**Instructions for the task**
Copy each entry as written.
───── Study material ─────
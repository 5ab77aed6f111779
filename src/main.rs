// reconctl - Main Entry Point
//
// Command-line front end for the recon orchestrator:
// - One subcommand per capability, printing JSON on stdout
// - `serve` to run the HTTP API
//
// Logs go to stderr so stdout stays machine-readable.

use anyhow::{bail, Context, Result};
use clap::{Parser, Subcommand};
use recon_orchestrator::config::Config;
use recon_orchestrator::logging::LoggingConfig;
use recon_orchestrator::metrics::ToolMetrics;
use recon_orchestrator::server::{self, AppState};
use recon_orchestrator::services::{ScanType, Toolkit};
use serde::Serialize;
use std::path::PathBuf;
use std::sync::Arc;
use tracing::info;

/// reconctl: orchestrate network reconnaissance tools
#[derive(Parser, Debug)]
#[command(name = "reconctl")]
#[command(author = "Recon Orchestrator Contributors")]
#[command(version)]
#[command(about = "Run reconnaissance tools and normalize their output", long_about = None)]
struct Args {
    /// Enable verbose logging
    #[arg(short, long, global = true)]
    verbose: bool,

    /// Configuration file (default: ~/.config/recon-orchestrator/config.toml)
    #[arg(short, long, global = true)]
    config: Option<PathBuf>,

    #[command(subcommand)]
    command: Commands,
}

#[derive(Subcommand, Debug)]
enum Commands {
    /// List local network interfaces
    Interfaces,
    /// ARP sweep for live hosts
    Discover {
        /// Interface to sweep from
        #[arg(short, long)]
        interface: Option<String>,
        /// CIDR range (default from config)
        #[arg(short, long)]
        range: Option<String>,
    },
    /// Port scan a target with nmap
    Scan {
        target: String,
        /// Port list or ranges, e.g. 21,22,80-90
        #[arg(short, long)]
        ports: Option<String>,
        /// syn, tcp or udp
        #[arg(short = 't', long, default_value = "syn")]
        scan_type: String,
    },
    /// Search Metasploit modules
    Search { query: String },
    /// Launch an exploit module against a target
    Exploit {
        module: String,
        rhosts: String,
        #[arg(long)]
        rport: Option<u32>,
        #[arg(long)]
        payload: Option<String>,
    },
    /// List open Metasploit sessions
    Sessions,
    /// Run one command inside an open session
    SessionExec { session_id: String, command: String },
    /// Pull crypt hashes from a session's shadow file
    ExtractHashes {
        session_id: String,
        #[arg(long)]
        shadow_path: Option<String>,
    },
    /// Start John the Ripper in the background
    Crack {
        hash_file: String,
        #[arg(short, long)]
        wordlist: Option<String>,
    },
    /// Show passwords cracked so far
    CrackStatus { hash_file: String },
    /// Serve the HTTP API
    Serve {
        /// Override the configured port
        #[arg(short, long)]
        port: Option<u16>,
    },
}

#[tokio::main]
async fn main() -> Result<()> {
    let args = Args::parse();

    let mut config = match args.config {
        Some(ref path) => {
            if !path.exists() {
                bail!("Config file not found: {}", path.display());
            }
            Config::load_from_path(path)?
        }
        None => Config::load()?,
    };

    LoggingConfig::from_settings(&config.logging)?
        .verbose(args.verbose)
        .init()
        .context("Failed to initialize logging")?;

    if let Commands::Serve { port } = args.command {
        if let Some(port) = port {
            config.server.port = port;
        }
        return serve(config).await;
    }

    let toolkit = Toolkit::from_config(&config, None);
    run_command(&toolkit, args.command).await
}

async fn run_command(toolkit: &Toolkit, command: Commands) -> Result<()> {
    match command {
        Commands::Interfaces => print_json(&toolkit.network.list_interfaces().await?),
        Commands::Discover { interface, range } => print_json(
            &toolkit
                .network
                .discover_hosts(interface.as_deref(), range.as_deref())
                .await?,
        ),
        Commands::Scan {
            target,
            ports,
            scan_type,
        } => {
            let scan_type: ScanType = scan_type.parse()?;
            print_json(
                &toolkit
                    .scanner
                    .scan_ports(&target, ports.as_deref(), scan_type)
                    .await?,
            )
        }
        Commands::Search { query } => print_json(&toolkit.metasploit.search_exploits(&query).await?),
        Commands::Exploit {
            module,
            rhosts,
            rport,
            payload,
        } => print_json(
            &toolkit
                .metasploit
                .run_exploit(&module, &rhosts, rport, payload.as_deref())
                .await?,
        ),
        Commands::Sessions => print_json(&toolkit.metasploit.list_sessions().await?),
        Commands::SessionExec {
            session_id,
            command,
        } => print_json(
            &toolkit
                .metasploit
                .run_session_command(&session_id, &command)
                .await?,
        ),
        Commands::ExtractHashes {
            session_id,
            shadow_path,
        } => print_json(
            &toolkit
                .metasploit
                .extract_credentials(&session_id, shadow_path.as_deref())
                .await?,
        ),
        Commands::Crack {
            hash_file,
            wordlist,
        } => print_json(
            &toolkit
                .cracking
                .start_cracking(&hash_file, wordlist.as_deref())
                .await?,
        ),
        Commands::CrackStatus { hash_file } => {
            print_json(&toolkit.cracking.get_cracking_status(&hash_file).await?)
        }
        Commands::Serve { .. } => bail!("serve is not a one-shot command"),
    }
}

async fn serve(config: Config) -> Result<()> {
    let metrics = Arc::new(ToolMetrics::new().context("Failed to create metrics registry")?);
    let toolkit = Toolkit::from_config(&config, Some(metrics.clone()));

    info!(
        "reconctl v{} serving on {}",
        env!("CARGO_PKG_VERSION"),
        config.server.bind_address()
    );
    server::serve(&config.server, AppState::new(toolkit, Some(metrics))).await
}

fn print_json<T: Serialize>(value: &T) -> Result<()> {
    println!("{}", serde_json::to_string_pretty(value)?);
    Ok(())
}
─────
**Answer area**
repository 5ab77aed6f111779
filename src/main.rs
// reconctl - Main Entry Point
//
// Command-line front end for the recon orchestrator:
// - One subcommand per capability, printing JSON on stdout
// - `serve` to run the HTTP API
//
// Logs go to stderr so stdout stays machine-readable.

use anyhow::{bail, Context, Result};
use clap::{Parser, Subcommand};
use recon_orchestrator::config::Config;
use recon_orchestrator::logging::LoggingConfig;
use recon_orchestrator::metrics::ToolMetrics;
use recon_orchestrator::server::{self, AppState};
use recon_orchestrator::services::{ScanType, Toolkit};
use serde::Serialize;
use std::path::PathBuf;
use std::sync::Arc;
use tracing::info;

/// reconctl: orchestrate network reconnaissance tools
#[derive(Parser, Debug)]
#[command(name = "reconctl")]
#[command(author = "Recon Orchestrator Contributors")]
#[command(version)]
#[command(about = "Run reconnaissance tools and normalize their output", long_about = None)]
struct Args {
    /// Enable verbose logging
    #[arg(short, long, global = true)]
    verbose: bool,

    /// Configuration file (default: ~/.config/recon-orchestrator/config.toml)
    #[arg(short, long, global = true)]
    config: Option<PathBuf>,

    #[command(subcommand)]
    command: Commands,
}

#[derive(Subcommand, Debug)]
enum Commands {
    /// List local network interfaces
    Interfaces,
    /// ARP sweep for live hosts
    Discover {
        /// Interface to sweep from
        #[arg(short, long)]
        interface: Option<String>,
        /// CIDR range (default from config)
        #[arg(short, long)]
        range: Option<String>,
    },
    /// Port scan a target with nmap
    Scan {
        target: String,
        /// Port list or ranges, e.g. 21,22,80-90
        #[arg(short, long)]
        ports: Option<String>,
        /// syn, tcp or udp
        #[arg(short = 't', long, default_value = "syn")]
        scan_type: String,
    },
    /// Search Metasploit modules
    Search { query: String },
    /// Launch an exploit module against a target
    Exploit {
        module: String,
        rhosts: String,
        #[arg(long)]
        rport: Option<u32>,
        #[arg(long)]
        payload: Option<String>,
    },
    /// List open Metasploit sessions
    Sessions,
    /// Run one command inside an open session
    SessionExec { session_id: String, command: String },
    /// Pull crypt hashes from a session's shadow file
    ExtractHashes {
        session_id: String,
        #[arg(long)]
        shadow_path: Option<String>,
    },
    /// Start John the Ripper in the background
    Crack {
        hash_file: String,
        #[arg(short, long)]
        wordlist: Option<String>,
    },
    /// Show passwords cracked so far
    CrackStatus { hash_file: String },
    /// Serve the HTTP API
    Serve {
        /// Override the configured port
        #[arg(short, long)]
        port: Option<u16>,
    },
}

#[tokio::main]
async fn main() -> Result<()> {
    let args = Args::parse();

    let mut config = match args.config {
        Some(ref path) => {
            if !path.exists() {
                bail!("Config file not found: {}", path.display());
            }
            Config::load_from_path(path)?
        }
        None => Config::load()?,
    };

    LoggingConfig::from_settings(&config.logging)?
        .verbose(args.verbose)
        .init()
        .context("Failed to initialize logging")?;

    if let Commands::Serve { port } = args.command {
        if let Some(port) = port {
            config.server.port = port;
        }
        return serve(config).await;
    }

    let toolkit = Toolkit::from_config(&config, None);
    run_command(&toolkit, args.command).await
}

async fn run_command(toolkit: &Toolkit, command: Commands) -> Result<()> {
    match command {
        Commands::Interfaces => print_json(&toolkit.network.list_interfaces().await?),
        Commands::Discover { interface, range } => print_json(
            &toolkit
                .network
                .discover_hosts(interface.as_deref(), range.as_deref())
                .await?,
        ),
        Commands::Scan {
            target,
            ports,
            scan_type,
        } => {
            let scan_type: ScanType = scan_type.parse()?;
            print_json(
                &toolkit
                    .scanner
                    .scan_ports(&target, ports.as_deref(), scan_type)
                    .await?,
            )
        }
        Commands::Search { query } => print_json(&toolkit.metasploit.search_exploits(&query).await?),
        Commands::Exploit {
            module,
            rhosts,
            rport,
            payload,
        } => print_json(
            &toolkit
                .metasploit
                .run_exploit(&module, &rhosts, rport, payload.as_deref())
                .await?,
        ),
        Commands::Sessions => print_json(&toolkit.metasploit.list_sessions().await?),
        Commands::SessionExec {
            session_id,
            command,
        } => print_json(
            &toolkit
                .metasploit
                .run_session_command(&session_id, &command)
                .await?,
        ),
        Commands::ExtractHashes {
            session_id,
            shadow_path,
        } => print_json(
            &toolkit
                .metasploit
                .extract_credentials(&session_id, shadow_path.as_deref())
                .await?,
        ),
        Commands::Crack {
            hash_file,
            wordlist,
        } => print_json(
            &toolkit
                .cracking
                .start_cracking(&hash_file, wordlist.as_deref())
                .await?,
        ),
        Commands::CrackStatus { hash_file } => {
            print_json(&toolkit.cracking.get_cracking_status(&hash_file).await?)
        }
        Commands::Serve { .. } => bail!("serve is not a one-shot command"),
    }
}

async fn serve(config: Config) -> Result<()> {
    let metrics = Arc::new(ToolMetrics::new().context("Failed to create metrics registry")?);
    let toolkit = Toolkit::from_config(&config, Some(metrics.clone()));

    info!(
        "reconctl v{} serving on {}",
        env!("CARGO_PKG_VERSION"),
        config.server.bind_address()
    );
    server::serve(&config.server, AppState::new(toolkit, Some(metrics))).await
}

fn print_json<T: Serialize>(value: &T) -> Result<()> {
    println!("{}", serde_json::to_string_pretty(value)?);
    Ok(())
}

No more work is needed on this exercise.